» **ACTIVITY**: How do the lines below between the ones holding "pub mod store;" and "Ok(()) => tracing::info!(address", inclusive, read? Give them again exactly, with no other lines.

» **INFORMATION PROVIDED**:
//! Route handlers.
//!
//! Handlers hold the CRUD glue only; every cross-cutting concern (rate
//! limiting, correlation, error rendering) lives in the pipeline. Fallible
//! handlers return `Result<_, ApiError>` and never build responses by hand.

use axum::extract::multipart::{Multipart, MultipartError, MultipartRejection};
use axum::extract::State;
use axum::http::StatusCode;
use serde::{Deserialize, Serialize};

use crate::http::correlation::CorrelationId;
use crate::http::extract::{Json, Path, Query};
use crate::http::problem::{ApiError, FieldError};
use crate::http::server::AppState;
use crate::observability::metrics;
use crate::store::items::MAX_NAME_LEN;
use crate::store::{Feature, FeatureCreate, Item, VoteRequest};
use crate::upload::{validate, UploadStore};

/// Default number of entries returned by `/features/top`.
const DEFAULT_TOP_LIMIT: usize = 5;

#[derive(Serialize)]
pub struct ServiceInfo {
    pub message: &'static str,
}

#[derive(Serialize)]
pub struct HealthStatus {
    pub status: &'static str,
}

#[derive(Serialize)]
pub struct UploadResponse {
    pub filename: String,
    pub size: usize,
    pub message: &'static str,
}

#[derive(Deserialize)]
pub struct TopQuery {
    pub limit: Option<usize>,
}

#[derive(Deserialize)]
pub struct CreateItemQuery {
    pub name: String,
}

pub async fn root() -> Json<ServiceInfo> {
    Json(ServiceInfo {
        message: "feature-board is running",
    })
}

pub async fn health() -> Json<HealthStatus> {
    Json(HealthStatus { status: "ok" })
}

/// Fallback for unmatched routes, rendered as an http-category problem.
pub async fn not_found() -> ApiError {
    ApiError::http(StatusCode::NOT_FOUND, "Not Found")
}

pub async fn list_features(State(state): State<AppState>) -> Json<Vec<Feature>> {
    Json(state.features.list())
}

pub async fn create_feature(
    State(state): State<AppState>,
    Json(data): Json<FeatureCreate>,
) -> Result<Json<Feature>, ApiError> {
    let data = data.normalized().map_err(ApiError::validation_error)?;
    Ok(Json(state.features.create(data)))
}

pub async fn top_features(
    State(state): State<AppState>,
    Query(query): Query<TopQuery>,
) -> Result<Json<Vec<Feature>>, ApiError> {
    let limit = query.limit.unwrap_or(DEFAULT_TOP_LIMIT);
    if !(1..=100).contains(&limit) {
        return Err(ApiError::validation(vec![FieldError::new(
            "query.limit",
            "must be between 1 and 100",
        )]));
    }
    Ok(Json(state.features.top(limit)))
}

pub async fn get_feature(
    State(state): State<AppState>,
    Path(feature_id): Path<u64>,
) -> Result<Json<Feature>, ApiError> {
    state
        .features
        .get(feature_id)
        .map(Json)
        .ok_or_else(|| ApiError::not_found("feature not found"))
}

pub async fn vote_feature(
    State(state): State<AppState>,
    Path(feature_id): Path<u64>,
    Json(vote): Json<VoteRequest>,
) -> Result<Json<Feature>, ApiError> {
    if vote.value != 1 && vote.value != -1 {
        return Err(ApiError::validation_error("vote must be +1 or -1"));
    }
    state
        .features
        .vote(feature_id, vote.value)
        .map(Json)
        .ok_or_else(|| ApiError::not_found("feature not found"))
}

pub async fn create_item(
    State(state): State<AppState>,
    Query(query): Query<CreateItemQuery>,
) -> Result<Json<Item>, ApiError> {
    if query.name.is_empty() || query.name.chars().count() > MAX_NAME_LEN {
        return Err(ApiError::validation_error("name must be 1..100 chars"));
    }
    Ok(Json(state.items.create(query.name)))
}

pub async fn get_item(
    State(state): State<AppState>,
    Path(item_id): Path<u64>,
) -> Result<Json<Item>, ApiError> {
    state
        .items
        .get(item_id)
        .map(Json)
        .ok_or_else(|| ApiError::not_found("item not found"))
}

/// Multipart upload: validate content, persist under a generated name.
pub async fn upload_file(
    State(state): State<AppState>,
    correlation: CorrelationId,
    multipart: Result<Multipart, MultipartRejection>,
) -> Result<Json<UploadResponse>, ApiError> {
    let mut multipart = multipart
        .map_err(|rejection| ApiError::validation(vec![FieldError::new("body", rejection.body_text())]))?;

    let mut file: Option<(String, Vec<u8>)> = None;
    while let Some(field) = multipart.next_field().await.map_err(multipart_error)? {
        if field.name() == Some("file") {
            let filename = field.file_name().unwrap_or("unknown").to_string();
            let content = field.bytes().await.map_err(multipart_error)?;
            file = Some((filename, content.to_vec()));
            break;
        }
    }
    let (filename, content) =
        file.ok_or_else(|| ApiError::validation(vec![FieldError::new("file", "field required")]))?;

    let extension = validate(&content, &filename, state.upload_max_bytes).map_err(|rejection| {
        metrics::record_upload("rejected");
        ApiError::validation_error(rejection.to_string())
    })?;

    // Path-safety failures here are invariant violations, not client errors.
    let safe_name = UploadStore::safe_filename(&extension);
    state
        .uploads
        .save(&content, &safe_name)
        .await
        .map_err(|err| ApiError::internal(err.to_string()))?;

    metrics::record_upload("accepted");
    tracing::info!(
        correlation_id = %correlation,
        filename = %safe_name,
        size = content.len(),
        "File uploaded"
    );
    Ok(Json(UploadResponse {
        filename: safe_name,
        size: content.len(),
        message: "File uploaded successfully",
    }))
}

fn multipart_error(err: MultipartError) -> ApiError {
    ApiError::validation(vec![FieldError::new("body", err.to_string())])
}
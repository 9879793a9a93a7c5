//! HTTP subsystem.
//!
//! # Data Flow
//! ```text
//! TCP connection
//!     → server.rs (Axum setup, layer stack)
//!     → pipeline.rs (correlation id, rate limit, problem rendering)
//!     → handlers.rs (CRUD glue, upload orchestration)
//!     → problem.rs (error envelope) / extract.rs (payload-shape rejections)
//! ```

pub mod correlation;
pub mod extract;
pub mod handlers;
pub mod pipeline;
pub mod problem;
pub mod server;

pub use correlation::{CorrelationId, X_CORRELATION_ID};
pub use problem::{ApiError, ProblemDetail};
pub use server::HttpServer;
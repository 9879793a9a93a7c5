//! PII masking and log sanitization.
//!
//! # Responsibilities
//! - Mask card numbers, email addresses and phone numbers in free text
//! - Strip ASCII control characters before text reaches logs or clients
//! - Provide the one logging helper error paths are allowed to use
//!
//! # Design Decisions
//! - Masking is best-effort: common formats are caught, exotic ones pass
//! - Card masking runs first so the phone pattern never eats card digits
//! - Masking is idempotent: masked output contains nothing left to match

use std::sync::OnceLock;

use regex::Regex;

/// Maximum length of an error detail attached to a log record.
pub const MAX_LOG_DETAIL: usize = 200;

fn card_regex() -> &'static Regex {
    static RE: OnceLock<Regex> = OnceLock::new();
    RE.get_or_init(|| {
        Regex::new(r"\b(\d{4}[\s-]?)(\d{4}[\s-]?)(\d{4}[\s-]?)(\d{4})\b")
            .expect("card pattern must compile")
    })
}

fn email_regex() -> &'static Regex {
    static RE: OnceLock<Regex> = OnceLock::new();
    RE.get_or_init(|| {
        Regex::new(r"\b([A-Za-z0-9._%+-])([A-Za-z0-9._%+-]*?)@([A-Za-z0-9.-]+\.[A-Za-z]{2,})\b")
            .expect("email pattern must compile")
    })
}

fn phone_regex() -> &'static Regex {
    static RE: OnceLock<Regex> = OnceLock::new();
    RE.get_or_init(|| {
        Regex::new(r"\b(\+?\d{1,3}[\s-]?)(\d{1,3}[\s-]?)(\d{1,3}[\s-]?)(\d{1,2}[\s-]?)(\d{2})\b")
            .expect("phone pattern must compile")
    })
}

fn control_regex() -> &'static Regex {
    static RE: OnceLock<Regex> = OnceLock::new();
    RE.get_or_init(|| {
        Regex::new(r"[\x00-\x08\x0B\x0C\x0E-\x1F]").expect("control pattern must compile")
    })
}

/// Mask PII (card numbers, emails, phone numbers) in a string.
///
/// `1234 5678 9012 3456` becomes `**** **** **** 3456`,
/// `user@example.com` becomes `u***@example.com`,
/// `+7 999 123-45-67` becomes `+7 *** ***-**-67`.
pub fn mask_pii(text: &str) -> String {
    // Cards first: the phone pattern would otherwise match inside card digits.
    let masked = card_regex().replace_all(text, "**** **** **** ${4}");
    let masked = email_regex().replace_all(&masked, "${1}***@${3}");
    let masked = phone_regex().replace_all(&masked, "${1}*** ***-**-${5}");
    masked.into_owned()
}

/// Sanitize an error detail for exposure: mask PII, then strip control
/// characters (0x00-0x08, 0x0B-0x0C, 0x0E-0x1F).
pub fn sanitize_detail(detail: &str) -> String {
    let masked = mask_pii(detail);
    control_regex().replace_all(&masked, "").into_owned()
}

/// Truncate a string to at most `max` characters, respecting char boundaries.
pub fn truncate_chars(text: &str, max: usize) -> String {
    match text.char_indices().nth(max) {
        Some((idx, _)) => text[..idx].to_string(),
        None => text.to_string(),
    }
}

/// Emit an error-level log record with a sanitized, length-capped detail.
///
/// Every error path logs through here; nothing else may log raw user input
/// or raw fault text.
pub fn safe_log_error(message: &str, correlation_id: &str, detail: &str) {
    let masked = if detail.is_empty() {
        String::new()
    } else {
        truncate_chars(&sanitize_detail(detail), MAX_LOG_DETAIL)
    };
    tracing::error!(
        correlation_id = %correlation_id,
        error_detail = %masked,
        "{}",
        message
    );
}

#[cfg(test)]
mod tests {
    use super::*;

    #[test]
    fn masks_email_keeping_first_char_and_domain() {
        assert_eq!(mask_pii("user@example.com"), "u***@example.com");
        assert!(mask_pii("contact admin@corp.io now").contains("a***@corp.io"));
    }

    #[test]
    fn masks_card_keeping_last_four() {
        assert_eq!(
            mask_pii("Card: 1234 5678 9012 3456"),
            "Card: **** **** **** 3456"
        );
        assert_eq!(
            mask_pii("1234-5678-9012-3456"),
            "**** **** **** 3456"
        );
    }

    #[test]
    fn masks_phone_keeping_prefix_and_last_two() {
        let masked = mask_pii("Contact: +7 999 123-45-67");
        assert!(masked.contains("***"), "got {masked}");
        assert!(masked.ends_with("67"));
        assert!(!masked.contains("123"));
    }

    #[test]
    fn masking_is_idempotent() {
        for input in [
            "user@example.com",
            "1234 5678 9012 3456",
            "+7 999 123-45-67",
            "plain text, no pii",
        ] {
            let once = mask_pii(input);
            assert_eq!(mask_pii(&once), once, "not idempotent for {input:?}");
        }
    }

    #[test]
    fn strips_control_characters() {
        assert_eq!(sanitize_detail("a\x00b\x08c\x0bd\x1fe"), "abcde");
        // Newline and tab survive: only the listed ranges are stripped.
        assert_eq!(sanitize_detail("a\nb\tc"), "a\nb\tc");
    }

    #[test]
    fn truncates_on_char_boundary() {
        assert_eq!(truncate_chars("hello", 10), "hello");
        assert_eq!(truncate_chars("hello", 3), "hel");
        assert_eq!(truncate_chars("привет", 3), "при");
    }
}
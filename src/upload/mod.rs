//! File upload safety pipeline.
//!
//! # Data Flow
//! ```text
//! multipart bytes + declared filename
//!     → validate.rs (empty, size, extension allow-list)
//!     → sniff.rs (magic bytes / UTF-8 text detection)
//!     → validate.rs (declared extension must match detected type)
//!     → store.rs (generated name, canonical containment, symlink check, write)
//! ```
//!
//! # Design Decisions
//! - Defense in depth: allow-listing, sniffing and path containment are
//!   independent layers; none substitutes for another
//! - The original filename never reaches the filesystem; only its validated
//!   extension survives, appended to a random token
//! - Validation failures are client errors (422); path-safety failures are
//!   invariant errors (500) and abort before any write

pub mod sniff;
pub mod store;
pub mod validate;

pub use store::{StoreError, UploadStore};
pub use validate::{validate, UploadRejection, ALLOWED_EXTENSIONS};
//! Metrics collection and exposition.
//!
//! # Metrics
//! - `board_requests_total` (counter): requests by method and status
//! - `board_request_duration_seconds` (histogram): latency distribution
//! - `board_rate_limited_total` (counter): requests rejected by the limiter
//! - `board_uploads_total` (counter): uploads by outcome (accepted/rejected)
//!
//! # Design Decisions
//! - Labels are bounded (method, status, outcome) — never client identity or
//!   request paths, which would explode cardinality

use std::net::SocketAddr;
use std::time::Instant;

use metrics::{counter, histogram};
use metrics_exporter_prometheus::PrometheusBuilder;

/// Install the Prometheus recorder and bind its scrape endpoint.
pub fn init_metrics(addr: SocketAddr) {
    match PrometheusBuilder::new().with_http_listener(addr).install() {
        Ok(()) => tracing::info!(address = %addr, "Metrics endpoint started"),
        Err(error) => tracing::error!(%error, "Failed to install metrics exporter"),
    }
}

/// Record one completed request.
pub fn record_request(method: &str, status: u16, started: Instant) {
    counter!(
        "board_requests_total",
        "method" => method.to_string(),
        "status" => status.to_string()
    )
    .increment(1);
    histogram!("board_request_duration_seconds").record(started.elapsed().as_secs_f64());
}

/// Record a request rejected by the rate limiter.
pub fn record_rate_limited() {
    counter!("board_rate_limited_total").increment(1);
}

/// Record an upload outcome ("accepted" or "rejected").
pub fn record_upload(outcome: &'static str) {
    counter!("board_uploads_total", "outcome" => outcome).increment(1);
}
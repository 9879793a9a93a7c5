//! In-memory feature-vote store and input normalization.

use std::sync::Mutex;

use serde::{Deserialize, Serialize};

/// Maximum length of a feature title after normalization.
pub const MAX_TITLE_LEN: usize = 100;
/// Maximum length of a feature description after normalization.
pub const MAX_DESCRIPTION_LEN: usize = 1000;

#[derive(Debug, Clone, Serialize, Deserialize)]
pub struct Feature {
    pub id: u64,
    pub title: String,
    pub description: String,
    pub votes: i64,
}

#[derive(Debug, Clone, Deserialize)]
pub struct FeatureCreate {
    pub title: String,
    pub description: String,
}

#[derive(Debug, Clone, Copy, Deserialize)]
pub struct VoteRequest {
    pub value: i64,
}

impl FeatureCreate {
    /// Normalize and validate the payload.
    ///
    /// Angle brackets and control characters are rejected outright; then
    /// whitespace runs collapse to single spaces and the result is trimmed
    /// and length-checked.
    pub fn normalized(self) -> Result<Self, String> {
        let title = normalize_text(&self.title, "title", MAX_TITLE_LEN)?;
        let description = normalize_text(&self.description, "description", MAX_DESCRIPTION_LEN)?;
        Ok(Self { title, description })
    }
}

fn normalize_text(raw: &str, field: &str, max_len: usize) -> Result<String, String> {
    if raw.chars().any(|c| c.is_ascii_control() || c == '<' || c == '>') {
        return Err(format!("{field} contains forbidden characters"));
    }
    let collapsed = raw.split_whitespace().collect::<Vec<_>>().join(" ");
    if collapsed.is_empty() || collapsed.chars().count() > max_len {
        return Err(format!("{field} must be 1..{max_len} chars"));
    }
    Ok(collapsed)
}

/// Volatile feature store. State lives for the process lifetime only.
pub struct FeatureStore {
    inner: Mutex<Inner>,
}

struct Inner {
    features: Vec<Feature>,
    next_id: u64,
}

impl FeatureStore {
    pub fn new() -> Self {
        Self {
            inner: Mutex::new(Inner {
                features: Vec::new(),
                next_id: 1,
            }),
        }
    }

    pub fn list(&self) -> Vec<Feature> {
        self.inner.lock().expect("feature store poisoned").features.clone()
    }

    /// Insert an already-normalized payload, assigning the next id.
    pub fn create(&self, data: FeatureCreate) -> Feature {
        let mut inner = self.inner.lock().expect("feature store poisoned");
        let feature = Feature {
            id: inner.next_id,
            title: data.title,
            description: data.description,
            votes: 0,
        };
        inner.next_id += 1;
        inner.features.push(feature.clone());
        feature
    }

    /// Top `limit` features by vote count, descending.
    pub fn top(&self, limit: usize) -> Vec<Feature> {
        let mut features = self.list();
        features.sort_by(|a, b| b.votes.cmp(&a.votes));
        features.truncate(limit);
        features
    }

    pub fn get(&self, id: u64) -> Option<Feature> {
        self.inner
            .lock()
            .expect("feature store poisoned")
            .features
            .iter()
            .find(|f| f.id == id)
            .cloned()
    }

    /// Apply a vote; `None` when the feature does not exist.
    pub fn vote(&self, id: u64, value: i64) -> Option<Feature> {
        let mut inner = self.inner.lock().expect("feature store poisoned");
        let feature = inner.features.iter_mut().find(|f| f.id == id)?;
        feature.votes += value;
        Some(feature.clone())
    }
}

impl Default for FeatureStore {
    fn default() -> Self {
        Self::new()
    }
}
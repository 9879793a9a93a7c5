//! File type detection from leading magic bytes.

/// Signature table: leading bytes and the extension they identify.
///
/// ZIP is detected (docx and friends open with it) but is not on the upload
/// allow-list, so ZIP content can never agree with an allowed extension.
const MAGIC_SIGNATURES: &[(&[u8], &str)] = &[
    (b"\x89PNG\r\n\x1a\n", ".png"),
    (&[0xFF, 0xD8, 0xFF], ".jpg"),
    (b"%PDF", ".pdf"),
    (&[0x50, 0x4B, 0x03, 0x04], ".zip"),
];

/// How many leading bytes are checked for UTF-8 when no signature matches.
const TEXT_SNIFF_LEN: usize = 100;

/// Detect a file type from its leading bytes.
///
/// Inputs shorter than four bytes are undetermined. When no binary signature
/// matches, the first 100 bytes are tried as UTF-8; success classifies the
/// content as plain text. Returns `None` when the type cannot be determined.
pub fn detect_type(content: &[u8]) -> Option<&'static str> {
    if content.len() < 4 {
        return None;
    }
    for (magic, ext) in MAGIC_SIGNATURES {
        if content.starts_with(magic) {
            return Some(ext);
        }
    }
    let head = &content[..content.len().min(TEXT_SNIFF_LEN)];
    if std::str::from_utf8(head).is_ok() {
        return Some(".txt");
    }
    None
}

» **RESULT FOR THIS TASK**:
pub mod store;
pub mod validate;

pub use store::{StoreError, UploadStore};
pub use validate::{validate, UploadRejection, ALLOWED_EXTENSIONS};
//! Metrics collection and exposition.
//!
//! # Metrics
//! - `board_requests_total` (counter): requests by method and status
//! - `board_request_duration_seconds` (histogram): latency distribution
//! - `board_rate_limited_total` (counter): requests rejected by the limiter
//! - `board_uploads_total` (counter): uploads by outcome (accepted/rejected)
//!
//! # Design Decisions
//! - Labels are bounded (method, status, outcome) — never client identity or
//!   request paths, which would explode cardinality

use std::net::SocketAddr;
use std::time::Instant;

use metrics::{counter, histogram};
use metrics_exporter_prometheus::PrometheusBuilder;

/// Install the Prometheus recorder and bind its scrape endpoint.
pub fn init_metrics(addr: SocketAddr) {
    match PrometheusBuilder::new().with_http_listener(addr).install() {
        Ok(()) => tracing::info!(address = %addr, "Metrics endpoint started"),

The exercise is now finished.